The Mayor said he believed that city government had a role to play in supporting commerce in Milwaukee, and to ensure that the future was built on a strong economic foundation. That would create opportunity and wealth for the city’s workers and their families.

“The city has a dire fiscal position, and it has been very dire for some time. This is not something that sprang up overnight. This is something that has been in the works for a very long time,” said Mayor Johnson. “We have escalating pension costs, We have rising costs as it relates to police and fire services, and our revenues – to be able to take on those costs have been declining or have been flat.”

Milwaukee has lacked the ability to solve local problems on a local level, because of unbalanced restrictions dictated from Madison legislators. The promise of shared revenue has not been honored by the state for a long time. Nearly twenty years ago, Milwaukee got enough in shared revenue to pay for the entirety of the police department, one of the city’s biggest budgetary expenditures. Now it is far less and not enough, falling short $100 million annually of what Milwaukee should be given.

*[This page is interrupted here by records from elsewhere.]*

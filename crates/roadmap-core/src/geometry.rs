//! Basic geometric types for diagram positioning.

use serde::{Deserialize, Serialize};

/// A position in diagram space.
#[derive(Debug, Clone, Copy, Default, PartialEq, Serialize, Deserialize)]
pub struct Point {
    x: f32,
    y: f32,
}

impl Point {
    /// Creates a new point with the specified coordinates
    pub fn new(x: f32, y: f32) -> Self {
        Self { x, y }
    }

    /// Returns the x-coordinate of the point
    pub fn x(self) -> f32 {
        self.x
    }

    /// Returns the y-coordinate of the point
    pub fn y(self) -> f32 {
        self.y
    }

    /// Adds another point to this point, returning a new point
    pub fn add_point(self, other: Point) -> Self {
        Self {
            x: self.x + other.x,
            y: self.y + other.y,
        }
    }
}
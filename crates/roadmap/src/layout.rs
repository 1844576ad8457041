//! Layout engine for the phase chain.
//!
//! Converts a learning-path document into a positioned node/edge graph.
//! The domain is a strict linear sequence (one career phase follows
//! another), so layout is a single column with fixed vertical spacing; no
//! general graph-layout algorithm is needed. The spacing constant
//! over-approximates rendered card height, so nodes never overlap
//! regardless of content length and content is never measured.

use log::debug;

use roadmap_core::{
    diagram::{
        DiagramEdge, DiagramGraph, DiagramNode, EdgeEmphasis, NodeKind, END_ID, START_ID, phase_id,
    },
    geometry::Point,
    model::{LearningPathDocument, Phase, ResourceCatalog},
};

use crate::{config::LayoutConfig, matcher};

/// Decorative emoji cycle for phase nodes, indexed by `i % 6`. Does not
/// affect ordering or identity.
const PHASE_EMOJI: [&str; 6] = ["📚", "🎓", "🏆", "⭐", "🚀", "💡"];

/// Computes the positioned graph for a learning-path document.
///
/// Pure and deterministic given identical input and configuration. An
/// absent document, or a document without phases, produces the default
/// two-node diagram shown before any conversation has produced data.
pub fn layout(
    document: Option<&LearningPathDocument>,
    catalog: Option<&ResourceCatalog>,
    config: &LayoutConfig,
) -> DiagramGraph {
    let Some(phases) = document.and_then(|document| document.phases.as_ref()) else {
        return default_graph(config);
    };

    let origin = config.origin();
    let spacing = config.spacing();

    let mut nodes = Vec::with_capacity(phases.len() + 2);
    let mut edges = Vec::with_capacity(phases.len() + 1);

    nodes.push(bookend(
        START_ID,
        NodeKind::Start,
        "Current Role",
        "👨‍💻",
        origin,
    ));

    for (index, phase) in phases.iter().enumerate() {
        let position = Point::new(origin.x(), origin.y() + spacing * (index as f32 + 1.0));
        nodes.push(phase_node(phase, index, position, catalog));

        let source = if index == 0 {
            START_ID.to_string()
        } else {
            phase_id(index - 1)
        };
        edges.push(DiagramEdge {
            id: format!("edge-{index}"),
            source,
            target: phase_id(index),
            emphasis: EdgeEmphasis::Normal,
            animated: true,
        });
    }

    nodes.push(bookend(
        END_ID,
        NodeKind::End,
        "Target Role",
        "🎯",
        Point::new(
            origin.x(),
            origin.y() + spacing * (phases.len() as f32 + 1.0),
        ),
    ));

    let final_source = match phases.len() {
        0 => START_ID.to_string(),
        len => phase_id(len - 1),
    };
    edges.push(DiagramEdge {
        id: "edge-final".to_string(),
        source: final_source,
        target: END_ID.to_string(),
        emphasis: EdgeEmphasis::Terminal,
        animated: true,
    });

    debug!(
        nodes_len = nodes.len(),
        edges_len = edges.len();
        "Layout calculated",
    );

    DiagramGraph { nodes, edges }
}

/// The two-node diagram shown before any data exists.
fn default_graph(config: &LayoutConfig) -> DiagramGraph {
    let origin = config.origin();

    let nodes = vec![
        bookend(START_ID, NodeKind::Start, "Start Your Journey", "🚀", origin),
        bookend(
            END_ID,
            NodeKind::End,
            "Achieve Your Goal",
            "🎯",
            Point::new(origin.x(), origin.y() + config.spacing()),
        ),
    ];

    let edges = vec![DiagramEdge {
        id: "start-end".to_string(),
        source: START_ID.to_string(),
        target: END_ID.to_string(),
        emphasis: EdgeEmphasis::Normal,
        animated: true,
    }];

    DiagramGraph { nodes, edges }
}

fn bookend(id: &str, kind: NodeKind, label: &str, emoji: &str, position: Point) -> DiagramNode {
    DiagramNode {
        id: id.to_string(),
        kind,
        position,
        label: label.to_string(),
        emoji: emoji.to_string(),
        duration: None,
        description: None,
        skills: Vec::new(),
        resources: Vec::new(),
    }
}

fn phase_node(
    phase: &Phase,
    index: usize,
    position: Point,
    catalog: Option<&ResourceCatalog>,
) -> DiagramNode {
    DiagramNode {
        id: phase_id(index),
        kind: NodeKind::Phase,
        position,
        label: phase
            .name
            .clone()
            .unwrap_or_else(|| format!("Phase {}", index + 1)),
        emoji: PHASE_EMOJI[index % PHASE_EMOJI.len()].to_string(),
        duration: phase.duration.clone(),
        description: phase.description.clone(),
        skills: phase.skills.clone(),
        resources: matcher::relevant_resources(phase, catalog, index),
    }
}
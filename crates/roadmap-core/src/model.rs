//! Learning-path and resource-catalog payload types.
//!
//! These types mirror the JSON payloads handed over by the conversational
//! backend: a learning path of ordered career phases, and a catalog of
//! courses and certifications. Every field is optional or defaulted so that
//! partial payloads deserialize without error; the layout pipeline supplies
//! documented fallbacks instead of failing.

use serde::Deserialize;

/// A learning path produced by the backend.
///
/// The phase sequence is the traversal order of the resulting diagram
/// chain. Equality is derived so callers can detect content changes between
/// successive payloads.
#[derive(Debug, Clone, Default, PartialEq, Deserialize)]
pub struct LearningPathDocument {
    /// Ordered career phases. `None` means the backend has not produced a
    /// path yet, which selects the default two-node diagram.
    #[serde(rename = "learning_phases", default)]
    pub phases: Option<Vec<Phase>>,

    /// Free-text overall timeline, display only.
    #[serde(default)]
    pub timeline: Option<String>,

    /// Opaque change summary carried through from the backend, display
    /// only. Never laid out.
    #[serde(default)]
    pub changes_made: Option<serde_json::Value>,
}

/// One stage of a career learning path.
///
/// A phase carries no identity beyond its position in the sequence; node
/// ids are derived from the index alone.
#[derive(Debug, Clone, Default, PartialEq, Deserialize)]
pub struct Phase {
    /// Display name. Falls back to `"Phase {1-based index}"` when absent.
    #[serde(rename = "phase", default)]
    pub name: Option<String>,

    /// Estimated duration, free text.
    #[serde(default)]
    pub duration: Option<String>,

    #[serde(default)]
    pub description: Option<String>,

    /// Skills developed during this phase. May be empty.
    #[serde(default)]
    pub skills: Vec<String>,
}

/// Catalog of learning resources supplied alongside the learning path.
#[derive(Debug, Clone, Default, PartialEq, Deserialize)]
pub struct ResourceCatalog {
    #[serde(default)]
    pub courses: Vec<Course>,

    #[serde(default)]
    pub certifications: Vec<Certification>,
}

/// A course entry in the resource catalog.
#[derive(Debug, Clone, Default, PartialEq, Deserialize)]
pub struct Course {
    pub title: String,

    #[serde(default)]
    pub url: Option<String>,

    #[serde(default)]
    pub provider: Option<String>,

    #[serde(default)]
    pub level: Option<CourseLevel>,

    #[serde(default)]
    pub skills: Vec<String>,
}

/// Difficulty level of a course, used by the phase-index level heuristic.
#[derive(Debug, Clone, Copy, PartialEq, Eq, Deserialize)]
pub enum CourseLevel {
    Beginner,
    Intermediate,
    Advanced,
}

/// A certification entry in the resource catalog.
///
/// Certifications carry no level or URL; they qualify on skill overlap
/// alone and render with a placeholder link target.
#[derive(Debug, Clone, Default, PartialEq, Deserialize)]
pub struct Certification {
    pub title: String,

    #[serde(default)]
    pub provider: Option<String>,

    #[serde(default)]
    pub skills: Vec<String>,
}

#[cfg(test)]
mod tests {
    use super::*;

    #[test]
    fn deserializes_full_learning_path_payload() {
        let payload = r#"{
            "learning_phases": [
                {
                    "phase": "Cloud Fundamentals",
                    "duration": "3 months",
                    "description": "Core cloud concepts",
                    "skills": ["AWS", "Networking"]
                },
                { "skills": [] }
            ],
            "timeline": "12 months total",
            "changes_made": { "added": "security phase" }
        }"#;

        let document: LearningPathDocument = serde_json::from_str(payload).unwrap();
        let phases = document.phases.as_ref().unwrap();
        assert_eq!(phases.len(), 2);
        assert_eq!(phases[0].name.as_deref(), Some("Cloud Fundamentals"));
        assert_eq!(phases[0].duration.as_deref(), Some("3 months"));
        assert_eq!(phases[0].skills, vec!["AWS", "Networking"]);
        assert_eq!(phases[1].name, None);
        assert!(phases[1].skills.is_empty());
        assert_eq!(document.timeline.as_deref(), Some("12 months total"));
        assert!(document.changes_made.is_some());
    }

    #[test]
    fn deserializes_empty_payload() {
        let document: LearningPathDocument = serde_json::from_str("{}").unwrap();
        assert_eq!(document.phases, None);
        assert_eq!(document.timeline, None);
        assert_eq!(document.changes_made, None);
    }

    #[test]
    fn deserializes_resource_catalog() {
        let payload = r#"{
            "courses": [
                {
                    "title": "AWS Basics",
                    "url": "https://example.com/aws",
                    "provider": "Coursera",
                    "level": "Intermediate",
                    "skills": ["aws"]
                }
            ],
            "certifications": [
                { "title": "Cloud Practitioner", "skills": ["aws"] }
            ]
        }"#;

        let catalog: ResourceCatalog = serde_json::from_str(payload).unwrap();
        assert_eq!(catalog.courses.len(), 1);
        assert_eq!(catalog.courses[0].level, Some(CourseLevel::Intermediate));
        assert_eq!(catalog.certifications.len(), 1);
        assert_eq!(catalog.certifications[0].provider, None);
    }

    #[test]
    fn empty_catalog_defaults_to_empty_lists() {
        let catalog: ResourceCatalog = serde_json::from_str("{}").unwrap();
        assert!(catalog.courses.is_empty());
        assert!(catalog.certifications.is_empty());
    }

    #[test]
    fn document_equality_detects_content_change() {
        let a: LearningPathDocument =
            serde_json::from_str(r#"{ "learning_phases": [ { "phase": "A" } ] }"#).unwrap();
        let b: LearningPathDocument =
            serde_json::from_str(r#"{ "learning_phases": [ { "phase": "A" } ] }"#).unwrap();
        let c: LearningPathDocument =
            serde_json::from_str(r#"{ "learning_phases": [ { "phase": "B" } ] }"#).unwrap();

        assert_eq!(a, b);
        assert_ne!(a, c);
    }
}
//! Per-key async mutual exclusion
//!
//! [`KeyedLocks`] hands out one async mutex per key so that operations on
//! the same resource (or booking) run one at a time while operations on
//! different keys proceed in parallel. Entries are dropped from the table
//! once no guard or waiter holds them.

use std::collections::HashMap;
use std::hash::Hash;
use std::sync::{Arc, Mutex};
use tokio::sync::{Mutex as AsyncMutex, OwnedMutexGuard};

pub struct KeyedLocks<K> {
    table: Mutex<HashMap<K, Arc<AsyncMutex<()>>>>,
}

/// Held for the duration of a critical section on one key
pub struct KeyGuard<'a, K: Eq + Hash + Clone> {
    owner: &'a KeyedLocks<K>,
    key: K,
    guard: Option<OwnedMutexGuard<()>>,
}

impl<K: Eq + Hash + Clone> KeyedLocks<K> {
    pub fn new() -> Self {
        Self {
            table: Mutex::new(HashMap::new()),
        }
    }

    /// Waits until the lock for `key` is free and takes it
    pub async fn lock(&self, key: &K) -> KeyGuard<'_, K> {
        let slot = {
            let mut table = self.table.lock().unwrap_or_else(|p| p.into_inner());
            table
                .entry(key.clone())
                .or_insert_with(|| Arc::new(AsyncMutex::new(())))
                .clone()
        };
        let guard = slot.lock_owned().await;
        KeyGuard {
            owner: self,
            key: key.clone(),
            guard: Some(guard),
        }
    }

    /// Number of keys currently tracked
    pub fn len(&self) -> usize {
        self.table.lock().unwrap_or_else(|p| p.into_inner()).len()
    }

    pub fn is_empty(&self) -> bool {
        self.len() == 0
    }

    fn release(&self, key: &K) {
        let mut table = self.table.lock().unwrap_or_else(|p| p.into_inner());
        // The table holds one reference; anything beyond it is a waiter.
        if let Some(slot) = table.get(key) {
            if Arc::strong_count(slot) == 1 {
                table.remove(key);
            }
        }
    }
}

impl<K: Eq + Hash + Clone> Default for KeyedLocks<K> {
    fn default() -> Self {
        Self::new()
    }
}

impl<K: Eq + Hash + Clone> Drop for KeyGuard<'_, K> {
    fn drop(&mut self) {
        drop(self.guard.take());
        self.owner.release(&self.key);
    }
}

#[cfg(test)]
mod tests {
    use super::*;
    use std::sync::atomic::{AtomicU32, Ordering};

    #[tokio::test]
    async fn test_entries_are_pruned() {
        let locks = KeyedLocks::new();
        {
            let _guard = locks.lock(&"tour-1".to_string()).await;
            assert_eq!(locks.len(), 1);
        }
        assert!(locks.is_empty());
    }

    #[tokio::test]
    async fn test_same_key_is_serialized() {
        let locks = Arc::new(KeyedLocks::new());
        let inside = Arc::new(AtomicU32::new(0));
        let mut handles = Vec::new();

        for _ in 0..16 {
            let locks = locks.clone();
            let inside = inside.clone();
            handles.push(tokio::spawn(async move {
                let _guard = locks.lock(&1u32).await;
                let now = inside.fetch_add(1, Ordering::SeqCst);
                assert_eq!(now, 0);
                tokio::task::yield_now().await;
                inside.fetch_sub(1, Ordering::SeqCst);
            }));
        }
        for handle in handles {
            handle.await.unwrap();
        }
        assert!(locks.is_empty());
    }

    #[tokio::test]
    async fn test_different_keys_do_not_block() {
        let locks = KeyedLocks::new();
        let _a = locks.lock(&1u32).await;
        let _b = locks.lock(&2u32).await;
        assert_eq!(locks.len(), 2);
    }
}
//! Money types with precise decimal arithmetic
//!
//! Prices, booking totals and payment amounts are all carried as [`Money`],
//! a decimal amount tagged with its currency. Arithmetic across currencies is
//! rejected instead of silently converted.

use rust_decimal::Decimal;
use rust_decimal_macros::dec;
use serde::{Deserialize, Serialize};
use std::fmt;
use std::str::FromStr;
use thiserror::Error;

/// Currency codes following ISO 4217
#[derive(Debug, Clone, Copy, PartialEq, Eq, Hash, Serialize, Deserialize)]
#[serde(rename_all = "UPPERCASE")]
pub enum Currency {
    USD,
    EUR,
    GBP,
    JPY,
    CHF,
    INR,
    PKR,
    AUD,
    CAD,
    AED,
}

impl Currency {
    /// Returns the number of decimal places for this currency
    pub fn decimal_places(&self) -> u32 {
        match self {
            Currency::JPY => 0,
            _ => 2,
        }
    }

    /// Returns the currency symbol
    pub fn symbol(&self) -> &'static str {
        match self {
            Currency::USD => "$",
            Currency::EUR => "€",
            Currency::GBP => "£",
            Currency::JPY => "¥",
            Currency::CHF => "CHF",
            Currency::INR => "₹",
            Currency::PKR => "Rs",
            Currency::AUD => "A$",
            Currency::CAD => "C$",
            Currency::AED => "AED",
        }
    }

    /// Returns the ISO 4217 code
    pub fn code(&self) -> &'static str {
        match self {
            Currency::USD => "USD",
            Currency::EUR => "EUR",
            Currency::GBP => "GBP",
            Currency::JPY => "JPY",
            Currency::CHF => "CHF",
            Currency::INR => "INR",
            Currency::PKR => "PKR",
            Currency::AUD => "AUD",
            Currency::CAD => "CAD",
            Currency::AED => "AED",
        }
    }
}

impl fmt::Display for Currency {
    fn fmt(&self, f: &mut fmt::Formatter<'_>) -> fmt::Result {
        write!(f, "{}", self.code())
    }
}

impl FromStr for Currency {
    type Err = MoneyError;

    fn from_str(s: &str) -> Result<Self, Self::Err> {
        match s.trim().to_ascii_uppercase().as_str() {
            "USD" => Ok(Currency::USD),
            "EUR" => Ok(Currency::EUR),
            "GBP" => Ok(Currency::GBP),
            "JPY" => Ok(Currency::JPY),
            "CHF" => Ok(Currency::CHF),
            "INR" => Ok(Currency::INR),
            "PKR" => Ok(Currency::PKR),
            "AUD" => Ok(Currency::AUD),
            "CAD" => Ok(Currency::CAD),
            "AED" => Ok(Currency::AED),
            other => Err(MoneyError::UnknownCurrency(other.to_string())),
        }
    }
}

/// Errors that can occur during money operations
#[derive(Debug, Error, PartialEq, Eq)]
pub enum MoneyError {
    #[error("Currency mismatch: cannot operate on {0} and {1}")]
    CurrencyMismatch(String, String),

    #[error("Unknown currency: {0}")]
    UnknownCurrency(String),

    #[error("Overflow during calculation")]
    Overflow,
}

/// A monetary amount with associated currency
///
/// Amounts are kept at 4 decimal places internally and rounded to the
/// currency's minor unit only for display.
#[derive(Debug, Clone, Copy, PartialEq, Eq, Hash, Serialize, Deserialize)]
pub struct Money {
    amount: Decimal,
    currency: Currency,
}

impl Money {
    /// Creates a new Money value
    pub fn new(amount: Decimal, currency: Currency) -> Self {
        Self {
            amount: amount.round_dp(4),
            currency,
        }
    }

    /// Creates Money from an integer amount in minor units (e.g., cents)
    pub fn from_minor(minor_units: i64, currency: Currency) -> Self {
        let divisor = Decimal::new(10_i64.pow(currency.decimal_places()), 0);
        Self::new(Decimal::new(minor_units, 0) / divisor, currency)
    }

    /// Creates a zero amount in the specified currency
    pub fn zero(currency: Currency) -> Self {
        Self {
            amount: dec!(0),
            currency,
        }
    }

    pub fn amount(&self) -> Decimal {
        self.amount
    }

    pub fn currency(&self) -> Currency {
        self.currency
    }

    pub fn is_zero(&self) -> bool {
        self.amount.is_zero()
    }

    /// Returns true if the amount is strictly positive
    pub fn is_positive(&self) -> bool {
        self.amount.is_sign_positive() && !self.amount.is_zero()
    }

    pub fn is_negative(&self) -> bool {
        self.amount.is_sign_negative() && !self.amount.is_zero()
    }

    /// Rounds to the currency's standard decimal places
    pub fn round_to_currency(&self) -> Self {
        Self {
            amount: self.amount.round_dp(self.currency.decimal_places()),
            currency: self.currency,
        }
    }

    /// Checked addition that returns an error on currency mismatch
    pub fn checked_add(&self, other: &Money) -> Result<Money, MoneyError> {
        if self.currency != other.currency {
            return Err(MoneyError::CurrencyMismatch(
                self.currency.to_string(),
                other.currency.to_string(),
            ));
        }
        self.amount
            .checked_add(other.amount)
            .map(|amount| Self::new(amount, self.currency))
            .ok_or(MoneyError::Overflow)
    }

    /// Price of `quantity` units at this unit price
    pub fn times(&self, quantity: u32) -> Result<Money, MoneyError> {
        self.amount
            .checked_mul(Decimal::from(quantity))
            .map(|amount| Self::new(amount, self.currency))
            .ok_or(MoneyError::Overflow)
    }

    /// Sums amounts that must all be in `currency`
    pub fn sum<'a>(
        currency: Currency,
        items: impl IntoIterator<Item = &'a Money>,
    ) -> Result<Money, MoneyError> {
        items
            .into_iter()
            .try_fold(Money::zero(currency), |acc, m| acc.checked_add(m))
    }
}

impl fmt::Display for Money {
    fn fmt(&self, f: &mut fmt::Formatter<'_>) -> fmt::Result {
        let dp = self.currency.decimal_places();
        write!(
            f,
            "{} {:.dp$}",
            self.currency.symbol(),
            self.amount,
            dp = dp as usize
        )
    }
}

“Our costs for services have has continued to rise, yet our revenues to be able to pay for it all have steadily declined or been flat. That’s not a recipe for success,” said Mayor Johnson. “And obviously, the state of Wisconsin knows how to get revenues into local governments. They are awash with cash. They have a huge surplus in the billions of dollars. Meanwhile, the City of Milwaukee and other local governments around the state are suffering. We are having to make real life choices about what we are going to cut, what services are we not going to deliver to our residents.”

Since his early days as Acting Mayor, Johnson has consistently called on people throughout the city to step up and join the effort to reduce crime. He has clearly stated that the police perform a vital service in crime reduction, yet they cannot, alone, accomplish that goal. Meaningful involvement from people across the city was essential.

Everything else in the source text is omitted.